== Activity ==
Here is a block of records. Copy every line in it that includes "DispatchError".

Excerpts from a dataset
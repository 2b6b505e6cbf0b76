use serde::{Deserialize, Serialize};
use utoipa::ToSchema;

use crate::config::ErrorPlacement;
use crate::error::{DispatchError, DispatchResult};

/// Uniform response envelope. At most one field is present; absent fields
/// are omitted from the JSON rather than written as `null`.
#[derive(Debug, Clone, Default, PartialEq, Eq, Serialize, Deserialize, ToSchema)]
pub struct ResultResponse {
    /// Captured output, trimmed. `""` when the code printed nothing.
    #[serde(default, skip_serializing_if = "Option::is_none")]
    pub result: Option<String>,
    /// Failure message
    #[serde(default, skip_serializing_if = "Option::is_none")]
    pub error: Option<String>,
}

impl ResultResponse {
    pub fn ok(result: impl Into<String>) -> Self {
        Self {
            result: Some(result.into()),
            error: None,
        }
    }

    pub fn error(error: impl Into<String>) -> Self {
        Self {
            result: None,
            error: Some(error.into()),
        }
    }

    pub fn is_error(&self) -> bool {
        self.error.is_some()
    }

    /// Builds the envelope for a dispatch outcome.
    pub fn from_outcome(outcome: DispatchResult<String>, placement: ErrorPlacement) -> Self {
        match outcome {
            Ok(output) => Self::ok(output.trim()),
            Err(err) => Self::from_error(&err, placement),
        }
    }

    pub fn from_error(err: &DispatchError, placement: ErrorPlacement) -> Self {
        match (err, placement) {
            (DispatchError::UnknownInterpreter(_), ErrorPlacement::Legacy) => {
                Self::ok(err.to_string())
            }
            _ => Self::error(err.to_string()),
        }
    }
}

#[cfg(test)]
mod tests {
    use super::*;
    use crate::engine::EvaluationFault;
    use pretty_assertions::assert_eq;

    #[test]
    fn test_absent_fields_are_omitted() {
        assert_eq!(
            serde_json::to_string(&ResultResponse::ok("5")).unwrap(),
            r#"{"result":"5"}"#
        );
        assert_eq!(
            serde_json::to_string(&ResultResponse::error("boom")).unwrap(),
            r#"{"error":"boom"}"#
        );
    }

    #[test]
    fn test_empty_result_is_kept() {
        assert_eq!(
            serde_json::to_string(&ResultResponse::ok("")).unwrap(),
            r#"{"result":""}"#
        );
    }

    #[test]
    fn test_output_is_trimmed() {
        let response =
            ResultResponse::from_outcome(Ok("  5\n".to_string()), ErrorPlacement::Normalized);
        assert_eq!(response, ResultResponse::ok("5"));
    }

    #[test]
    fn test_error_placement() {
        let unknown = DispatchError::UnknownInterpreter("abc".to_string());
        assert_eq!(
            ResultResponse::from_error(&unknown, ErrorPlacement::Normalized),
            ResultResponse::error("Unknown 'abc' as interpreter")
        );
        assert_eq!(
            ResultResponse::from_error(&unknown, ErrorPlacement::Legacy),
            ResultResponse::ok("Unknown 'abc' as interpreter")
        );

        // only the unknown-interpreter message moves
        let fault = DispatchError::from(EvaluationFault::new("NameError: x"));
        assert_eq!(
            ResultResponse::from_error(&fault, ErrorPlacement::Legacy),
            ResultResponse::error("NameError: x")
        );
        assert_eq!(
            ResultResponse::from_error(&DispatchError::Parse, ErrorPlacement::Legacy),
            ResultResponse::error("Requested code cannot be parsed")
        );
    }
}
use notebook::{Dispatcher, ResultResponse};
use pretty_assertions::assert_eq;

use super::run;

const NAME_ERROR_A: &str = "NameError: name 'a' is not defined in <script> at line number 1";

#[tokio::test]
async fn test_print_sum() {
    let dispatcher = Dispatcher::default();
    let response = run(&dispatcher, "%python print 1 + 1", None).await;
    assert_eq!(response, ResultResponse::ok("2"));
}

#[tokio::test]
async fn test_assignment_yields_empty_result() {
    let dispatcher = Dispatcher::default();
    let response = run(&dispatcher, "%python a = 3", None).await;
    assert_eq!(response, ResultResponse::ok(""));
    assert_eq!(serde_json::to_string(&response).unwrap(), r#"{"result":""}"#);
}

#[tokio::test]
async fn test_consecutive_code_without_session() {
    let dispatcher = Dispatcher::default();
    run(&dispatcher, "%python a = 3", None).await;
    let response = run(&dispatcher, "%python print a + 2", None).await;
    assert_eq!(response, ResultResponse::ok("5"));
}

#[tokio::test]
async fn test_sessionless_bindings_cross_interpreters() {
    let dispatcher = Dispatcher::default();
    run(&dispatcher, "%python shared = 'yes'", None).await;
    let response = run(&dispatcher, "%jython print shared", None).await;
    assert_eq!(response, ResultResponse::ok("yes"));
}

#[tokio::test]
async fn test_empty_session_id_is_sessionless() {
    let dispatcher = Dispatcher::default();
    run(&dispatcher, "%python a = 4", Some("")).await;
    let response = run(&dispatcher, "%python print a", None).await;
    assert_eq!(response, ResultResponse::ok("4"));
}

#[tokio::test]
async fn test_print_undeclared_variable() {
    let dispatcher = Dispatcher::default();
    let response = run(&dispatcher, "%python print a", None).await;
    assert_eq!(response, ResultResponse::error(NAME_ERROR_A));
}

#[tokio::test]
async fn test_consecutive_code_with_session() {
    let dispatcher = Dispatcher::default();
    let response = run(&dispatcher, "%python a = 3", Some("1")).await;
    assert_eq!(response, ResultResponse::ok(""));
    let response = run(&dispatcher, "%python print a + 2", Some("1")).await;
    assert_eq!(response, ResultResponse::ok("5"));
}

#[tokio::test]
async fn test_sessions_are_isolated() {
    let dispatcher = Dispatcher::default();
    run(&dispatcher, "%python a = 3", Some("1")).await;

    let response = run(&dispatcher, "%python print a + 2", Some("2")).await;
    assert_eq!(response, ResultResponse::error(NAME_ERROR_A));

    let response = run(&dispatcher, "%python print a + 2", Some("1")).await;
    assert_eq!(response, ResultResponse::ok("5"));

    // nor does a session see sessionless bindings
    run(&dispatcher, "%python b = 1", None).await;
    let response = run(&dispatcher, "%python print b", Some("1")).await;
    assert!(response.is_error());
}

#[tokio::test]
async fn test_consecutive_code_with_different_sessions() {
    let dispatcher = Dispatcher::default();
    run(&dispatcher, "%python a = 3", Some("1")).await;
    run(&dispatcher, "%python a = 7", Some("2")).await;

    assert_eq!(
        run(&dispatcher, "%python print a + 2", Some("1")).await,
        ResultResponse::ok("5")
    );
    assert_eq!(
        run(&dispatcher, "%python print a + 2", Some("2")).await,
        ResultResponse::ok("9")
    );
}

#[tokio::test]
async fn test_session_ids_are_scoped_per_interpreter() {
    let dispatcher = Dispatcher::default();
    run(&dispatcher, "%python a = 3", Some("1")).await;
    let response = run(&dispatcher, "%jython print a", Some("1")).await;
    assert_eq!(response, ResultResponse::error(NAME_ERROR_A));
}

#[tokio::test]
async fn test_unknown_interpreter() {
    let dispatcher = Dispatcher::default();
    for session in [None, Some("1")] {
        let response = run(&dispatcher, "%noPython a = 3", session).await;
        assert_eq!(
            response,
            ResultResponse::error("Unknown 'noPython' as interpreter")
        );
    }
}

#[tokio::test]
async fn test_parse_errors() {
    let dispatcher = Dispatcher::default();
    for code in ["python print var", "%pythona=1", ""] {
        for session in [None, Some("1")] {
            let response = run(&dispatcher, code, session).await;
            assert_eq!(
                response,
                ResultResponse::error("Requested code cannot be parsed")
            );
        }
    }
    assert_eq!(dispatcher.store().session_count(), 0);
}

#[tokio::test]
async fn test_read_only_replay_is_idempotent() {
    let dispatcher = Dispatcher::default();
    run(&dispatcher, "%python a = 5", Some("1")).await;
    let first = run(&dispatcher, "%python print a", Some("1")).await;
    let second = run(&dispatcher, "%python print a", Some("1")).await;
    assert_eq!(first, ResultResponse::ok("5"));
    assert_eq!(first, second);
}

#[tokio::test]
async fn test_output_does_not_accumulate() {
    let dispatcher = Dispatcher::default();
    run(&dispatcher, "%python print 'first'", Some("1")).await;
    let response = run(&dispatcher, "%python print 'second'", Some("1")).await;
    assert_eq!(response, ResultResponse::ok("second"));
}

#[tokio::test]
async fn test_partial_side_effects_survive_fault() {
    let dispatcher = Dispatcher::default();
    let response = run(&dispatcher, "%python x = 1; y = nope; z = 2", Some("1")).await;
    assert_eq!(
        response,
        ResultResponse::error("NameError: name 'nope' is not defined in <script> at line number 1")
    );
    assert_eq!(
        run(&dispatcher, "%python print x", Some("1")).await,
        ResultResponse::ok("1")
    );
    assert!(run(&dispatcher, "%python print z", Some("1")).await.is_error());
}

#[tokio::test]
async fn test_removed_session_starts_fresh() {
    let dispatcher = Dispatcher::default();
    run(&dispatcher, "%python a = 3", Some("1")).await;
    assert!(dispatcher.store().remove("python", "1"));
    let response = run(&dispatcher, "%python print a", Some("1")).await;
    assert_eq!(response, ResultResponse::error(NAME_ERROR_A));
}

#[tokio::test]
async fn test_oversized_inputs_leave_service_usable() {
    let dispatcher = Dispatcher::default();
    run(&dispatcher, "%python a = 3", Some("keep")).await;

    let nested = format!("%python print {}1{}", "(".repeat(1000), ")".repeat(1000));
    let chain = format!("%python print 1{}", "+1".repeat(200_000));
    let signs = format!("%python x = {}1", "-".repeat(1000));
    let inputs = [
        nested.as_str(),
        chain.as_str(),
        "%python x = 'a' * 100000000000000",
        signs.as_str(),
    ];
    for code in inputs {
        for session in [None, Some("hostile")] {
            let response = run(&dispatcher, code, session).await;
            assert!(response.is_error(), "accepted {:.40}", code);
        }
    }

    assert_eq!(
        run(&dispatcher, "%python print 'x' * 100000000000000", None).await,
        ResultResponse::error(
            "MemoryError: string longer than 16777216 bytes in <script> at line number 1"
        )
    );
    assert_eq!(
        run(&dispatcher, "%python print a + 2", Some("keep")).await,
        ResultResponse::ok("5")
    );
    assert_eq!(
        run(&dispatcher, "%python y = 1; print y", Some("hostile")).await,
        ResultResponse::ok("1")
    );
}

#[tokio::test]
async fn test_chained_comparison_and_open_print() {
    let dispatcher = Dispatcher::default();
    run(&dispatcher, "%python a = 2", Some("1")).await;
    assert_eq!(
        run(&dispatcher, "%python print 1 < a < 3, 'x',", Some("1")).await,
        ResultResponse::ok("True x")
    );
}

== Exercise solution ==
use crate::error::{DispatchError, DispatchResult};
    pub fn from_error(err: &DispatchError, placement: ErrorPlacement) -> Self {
            (DispatchError::UnknownInterpreter(_), ErrorPlacement::Legacy) => {
        let unknown = DispatchError::UnknownInterpreter("abc".to_string());
        let fault = DispatchError::from(EvaluationFault::new("NameError: x"));
            ResultResponse::from_error(&DispatchError::Parse, ErrorPlacement::Legacy),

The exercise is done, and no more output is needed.